> _Dataset excerpts_:
§

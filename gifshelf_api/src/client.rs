//! HTTP client for the GIF bookmark server's JSON API.

use std::time::Duration;

use serde::de::DeserializeOwned;
use url::Url;

use crate::{
    query::SearchQuery,
    types::{Category, GifResponse, SearchResponse},
    Error,
};

/// Per-request timeout. The browser client had none and could sit on
/// "Loading..." forever when the server went away.
const REQUEST_TIMEOUT: Duration = Duration::from_secs(10);

/// HTTP client for the bookmark server.
///
/// All endpoints are GET. User-supplied values only ever enter the URL as
/// percent-encoded path segments or encoded query pairs. Each request
/// builds a fresh `reqwest::Client` with the timeout applied.
pub struct Client {
    base_api_url: String,
    /// Value for the `X-Auth-Token` cookie the server authenticates with.
    auth_token: Option<String>,
}

impl Client {
    /// Creates a new client for the server at `base_url`.
    pub fn new(base_url: &str) -> Self {
        Self {
            base_api_url: base_url.to_string(),
            auth_token: None,
        }
    }

    /// Attaches the session token sent as the `X-Auth-Token` cookie.
    pub fn with_auth_token(mut self, token: &str) -> Self {
        self.auth_token = Some(token.to_string());
        self
    }

    fn get_url(&self, segments: &[&str], query: Option<&SearchQuery>) -> Result<Url, Error> {
        let mut url = Url::parse(&self.base_api_url).map_err(|e| {
            tracing::error!("Invalid base URL {}: {}", self.base_api_url, e);
            Error::RequestFailed
        })?;
        {
            let mut path = url.path_segments_mut().map_err(|_| {
                tracing::error!("Base URL cannot have segments appended: {}", self.base_api_url);
                Error::RequestFailed
            })?;
            path.pop_if_empty();
            for segment in segments {
                path.push(segment);
            }
        }
        Ok(match query {
            Some(query) => query.add_to_url(&url),
            None => url,
        })
    }

    async fn fetch(&self, segments: &[&str], query: Option<&SearchQuery>) -> Result<String, Error> {
        let url = self.get_url(segments, query)?;
        let client = reqwest::Client::builder()
            .timeout(REQUEST_TIMEOUT)
            .build()
            .map_err(|e| {
                tracing::error!("Failed to build HTTP client: {}", e);
                Error::RequestFailed
            })?;
        let mut request = client
            .get(url)
            .header("accept", "application/json, text/plain, */*");
        if let Some(token) = &self.auth_token {
            request = request.header("cookie", format!("X-Auth-Token={}", token));
        }
        let resp = request.send().await.map_err(|e| {
            tracing::error!("Failed to get resource: {}", e);
            Error::RequestFailed
        })?;

        let status = resp.status();
        let body = resp.text().await.map_err(|e| {
            tracing::error!("Failed to read response body: {}", e);
            Error::RequestFailed
        })?;

        if !status.is_success() {
            let snippet = truncate_body(&body);
            tracing::error!("Request failed with status {}: {}", status, snippet);
            return Err(Error::HttpStatus {
                status: status.as_u16(),
                body: snippet,
            });
        }

        Ok(body)
    }

    async fn get_json<T>(&self, segments: &[&str], query: Option<&SearchQuery>) -> Result<T, Error>
    where
        T: DeserializeOwned,
    {
        let body = self.fetch(segments, query).await?;
        serde_json::from_str::<T>(&body).map_err(|e| {
            let snippet = truncate_body(&body);
            tracing::error!("Failed to parse resource: {} | body: {}", e, snippet);
            Error::RequestFailed
        })
    }

    /// Fires a mutation endpoint whose success response carries no body.
    async fn get_ok(&self, segments: &[&str]) -> Result<(), Error> {
        self.fetch(segments, None).await.map(|_| ())
    }

    /// Searches the provider through the server, with the caller's bookmark
    /// flags and categories merged into each result.
    pub async fn search(&self, query: &SearchQuery) -> Result<SearchResponse, Error> {
        self.get_json(&["do_search", query.query.as_str()], Some(query))
            .await
    }

    /// Fetches a single gif by id, with the caller's bookmark state.
    pub async fn get_gif(&self, gif_id: &str) -> Result<GifResponse, Error> {
        self.get_json(&["get_gif_by_id", gif_id], None).await
    }

    /// Bookmarks a gif.
    pub async fn save_gif(&self, gif_id: &str) -> Result<(), Error> {
        self.get_ok(&["save_gif_by_id", gif_id]).await
    }

    /// Removes a bookmark and its category associations.
    pub async fn remove_gif(&self, gif_id: &str) -> Result<(), Error> {
        self.get_ok(&["remove_gif_by_id", gif_id]).await
    }

    /// Marks a bookmarked gif as a favorite, bookmarking it if needed.
    pub async fn favorite_gif(&self, gif_id: &str) -> Result<(), Error> {
        self.get_ok(&["favorite_gif_by_id", gif_id]).await
    }

    /// Clears the favorite flag; the bookmark itself is kept.
    pub async fn unfavorite_gif(&self, gif_id: &str) -> Result<(), Error> {
        self.get_ok(&["unfavorite_gif_by_id", gif_id]).await
    }

    /// Fetches the caller's full category catalog.
    pub async fn get_categories(&self) -> Result<Vec<Category>, Error> {
        self.get_json(&["get_categories"], None).await
    }

    /// Creates a named category and returns it with its server-assigned id.
    pub async fn add_category(&self, name: &str) -> Result<Category, Error> {
        self.get_json(&["add_category", name], None).await
    }

    /// Deletes a category from the catalog.
    pub async fn remove_category(&self, category_id: &str) -> Result<(), Error> {
        self.get_ok(&["remove_category", category_id]).await
    }

    /// Associates a category with a bookmarked gif.
    pub async fn tag_gif(&self, gif_id: &str, category_id: &str) -> Result<(), Error> {
        self.get_ok(&["add_categories", gif_id, category_id]).await
    }

    /// Removes a category association from a bookmarked gif.
    pub async fn untag_gif(&self, gif_id: &str, category_id: &str) -> Result<(), Error> {
        self.get_ok(&["remove_categories", gif_id, category_id]).await
    }
}

fn truncate_body(body: &str) -> String {
    const MAX: usize = 2000;
    if body.len() <= MAX {
        body.to_string()
    } else {
        let mut end = MAX;
        while !body.is_char_boundary(end) {
            end -= 1;
        }
        format!("{}...[truncated]", &body[..end])
    }
}

#[cfg(test)]
mod tests {
    use super::*;

    #[test]
    fn url_appends_encoded_segments() {
        let client = Client::new("http://localhost:5000");
        let url = client.get_url(&["do_search", "tom & jerry/cat"], None).unwrap();
        assert_eq!(url.path(), "/do_search/tom%20&%20jerry%2Fcat");
    }

    #[test]
    fn url_keeps_base_path() {
        let client = Client::new("http://localhost:5000/gifshelf");
        let url = client.get_url(&["get_categories"], None).unwrap();
        assert_eq!(url.path(), "/gifshelf/get_categories");
    }

    #[test]
    fn url_appends_query_parameters() {
        let client = Client::new("http://localhost:5000");
        let query = SearchQuery::new("kittens").with_limit(10).with_offset(20);
        let url = client
            .get_url(&["do_search", "kittens"], Some(&query))
            .unwrap();
        assert_eq!(url.query(), Some("limit=10&offset=20"));
    }

    #[test]
    fn truncate_keeps_short_bodies() {
        assert_eq!(truncate_body("short"), "short");
    }

    #[test]
    fn truncate_cuts_long_bodies() {
        let long = "x".repeat(5000);
        let cut = truncate_body(&long);
        assert!(cut.ends_with("...[truncated]"));
        assert!(cut.len() < 2100);
    }
}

§

Print the data in full. Match it exactly.

> _Finished exercise_:
filename gifshelf_api/src/client.rs
//! HTTP client for the GIF bookmark server's JSON API.

use std::time::Duration;

use serde::de::DeserializeOwned;
use url::Url;

use crate::{
    query::SearchQuery,
    types::{Category, GifResponse, SearchResponse},
    Error,
};

/// Per-request timeout. The browser client had none and could sit on
/// "Loading..." forever when the server went away.
const REQUEST_TIMEOUT: Duration = Duration::from_secs(10);

/// HTTP client for the bookmark server.
///
/// All endpoints are GET. User-supplied values only ever enter the URL as
/// percent-encoded path segments or encoded query pairs. Each request
/// builds a fresh `reqwest::Client` with the timeout applied.
pub struct Client {
    base_api_url: String,
    /// Value for the `X-Auth-Token` cookie the server authenticates with.
    auth_token: Option<String>,
}

impl Client {
    /// Creates a new client for the server at `base_url`.
    pub fn new(base_url: &str) -> Self {
        Self {
            base_api_url: base_url.to_string(),
            auth_token: None,
        }
    }

    /// Attaches the session token sent as the `X-Auth-Token` cookie.
    pub fn with_auth_token(mut self, token: &str) -> Self {
        self.auth_token = Some(token.to_string());
        self
    }

    fn get_url(&self, segments: &[&str], query: Option<&SearchQuery>) -> Result<Url, Error> {
        let mut url = Url::parse(&self.base_api_url).map_err(|e| {
            tracing::error!("Invalid base URL {}: {}", self.base_api_url, e);
            Error::RequestFailed
        })?;
        {
            let mut path = url.path_segments_mut().map_err(|_| {
                tracing::error!("Base URL cannot have segments appended: {}", self.base_api_url);
                Error::RequestFailed
            })?;
            path.pop_if_empty();
            for segment in segments {
                path.push(segment);
            }
        }
        Ok(match query {
            Some(query) => query.add_to_url(&url),
            None => url,
        })
    }

    async fn fetch(&self, segments: &[&str], query: Option<&SearchQuery>) -> Result<String, Error> {
        let url = self.get_url(segments, query)?;
        let client = reqwest::Client::builder()
            .timeout(REQUEST_TIMEOUT)
            .build()
            .map_err(|e| {
                tracing::error!("Failed to build HTTP client: {}", e);
                Error::RequestFailed
            })?;
        let mut request = client
            .get(url)
            .header("accept", "application/json, text/plain, */*");
        if let Some(token) = &self.auth_token {
            request = request.header("cookie", format!("X-Auth-Token={}", token));
        }
        let resp = request.send().await.map_err(|e| {
            tracing::error!("Failed to get resource: {}", e);
            Error::RequestFailed
        })?;

        let status = resp.status();
        let body = resp.text().await.map_err(|e| {
            tracing::error!("Failed to read response body: {}", e);
            Error::RequestFailed
        })?;

        if !status.is_success() {
            let snippet = truncate_body(&body);
            tracing::error!("Request failed with status {}: {}", status, snippet);
            return Err(Error::HttpStatus {
                status: status.as_u16(),
                body: snippet,
            });
        }

        Ok(body)
    }

    async fn get_json<T>(&self, segments: &[&str], query: Option<&SearchQuery>) -> Result<T, Error>
    where
        T: DeserializeOwned,
    {
        let body = self.fetch(segments, query).await?;
        serde_json::from_str::<T>(&body).map_err(|e| {
            let snippet = truncate_body(&body);
            tracing::error!("Failed to parse resource: {} | body: {}", e, snippet);
            Error::RequestFailed
        })
    }

    /// Fires a mutation endpoint whose success response carries no body.
    async fn get_ok(&self, segments: &[&str]) -> Result<(), Error> {
        self.fetch(segments, None).await.map(|_| ())
    }

    /// Searches the provider through the server, with the caller's bookmark
    /// flags and categories merged into each result.
    pub async fn search(&self, query: &SearchQuery) -> Result<SearchResponse, Error> {
        self.get_json(&["do_search", query.query.as_str()], Some(query))
            .await
    }

    /// Fetches a single gif by id, with the caller's bookmark state.
    pub async fn get_gif(&self, gif_id: &str) -> Result<GifResponse, Error> {
        self.get_json(&["get_gif_by_id", gif_id], None).await
    }

    /// Bookmarks a gif.
    pub async fn save_gif(&self, gif_id: &str) -> Result<(), Error> {
        self.get_ok(&["save_gif_by_id", gif_id]).await
    }

    /// Removes a bookmark and its category associations.
    pub async fn remove_gif(&self, gif_id: &str) -> Result<(), Error> {
        self.get_ok(&["remove_gif_by_id", gif_id]).await
    }

    /// Marks a bookmarked gif as a favorite, bookmarking it if needed.
    pub async fn favorite_gif(&self, gif_id: &str) -> Result<(), Error> {
        self.get_ok(&["favorite_gif_by_id", gif_id]).await
    }

    /// Clears the favorite flag; the bookmark itself is kept.
    pub async fn unfavorite_gif(&self, gif_id: &str) -> Result<(), Error> {
        self.get_ok(&["unfavorite_gif_by_id", gif_id]).await
    }

    /// Fetches the caller's full category catalog.
    pub async fn get_categories(&self) -> Result<Vec<Category>, Error> {
        self.get_json(&["get_categories"], None).await
    }

    /// Creates a named category and returns it with its server-assigned id.
    pub async fn add_category(&self, name: &str) -> Result<Category, Error> {
        self.get_json(&["add_category", name], None).await
    }

    /// Deletes a category from the catalog.
    pub async fn remove_category(&self, category_id: &str) -> Result<(), Error> {
        self.get_ok(&["remove_category", category_id]).await
    }

    /// Associates a category with a bookmarked gif.
    pub async fn tag_gif(&self, gif_id: &str, category_id: &str) -> Result<(), Error> {
        self.get_ok(&["add_categories", gif_id, category_id]).await
    }

    /// Removes a category association from a bookmarked gif.
    pub async fn untag_gif(&self, gif_id: &str, category_id: &str) -> Result<(), Error> {
        self.get_ok(&["remove_categories", gif_id, category_id]).await
    }
}

fn truncate_body(body: &str) -> String {
    const MAX: usize = 2000;
    if body.len() <= MAX {
        body.to_string()
    } else {
        let mut end = MAX;
        while !body.is_char_boundary(end) {
            end -= 1;
        }
        format!("{}...[truncated]", &body[..end])
    }
}

#[cfg(test)]
mod tests {
    use super::*;

    #[test]
    fn url_appends_encoded_segments() {
        let client = Client::new("http://localhost:5000");
        let url = client.get_url(&["do_search", "tom & jerry/cat"], None).unwrap();
        assert_eq!(url.path(), "/do_search/tom%20&%20jerry%2Fcat");
    }

    #[test]
    fn url_keeps_base_path() {
        let client = Client::new("http://localhost:5000/gifshelf");
        let url = client.get_url(&["get_categories"], None).unwrap();
        assert_eq!(url.path(), "/gifshelf/get_categories");
    }

    #[test]
    fn url_appends_query_parameters() {
        let client = Client::new("http://localhost:5000");
        let query = SearchQuery::new("kittens").with_limit(10).with_offset(20);
        let url = client
            .get_url(&["do_search", "kittens"], Some(&query))
            .unwrap();
        assert_eq!(url.query(), Some("limit=10&offset=20"));
    }

    #[test]
    fn truncate_keeps_short_bodies() {
        assert_eq!(truncate_body("short"), "short");
    }

    #[test]
    fn truncate_cuts_long_bodies() {
        let long = "x".repeat(5000);
        let cut = truncate_body(&long);
        assert!(cut.ends_with("...[truncated]"));
        assert!(cut.len() < 2100);
    }
}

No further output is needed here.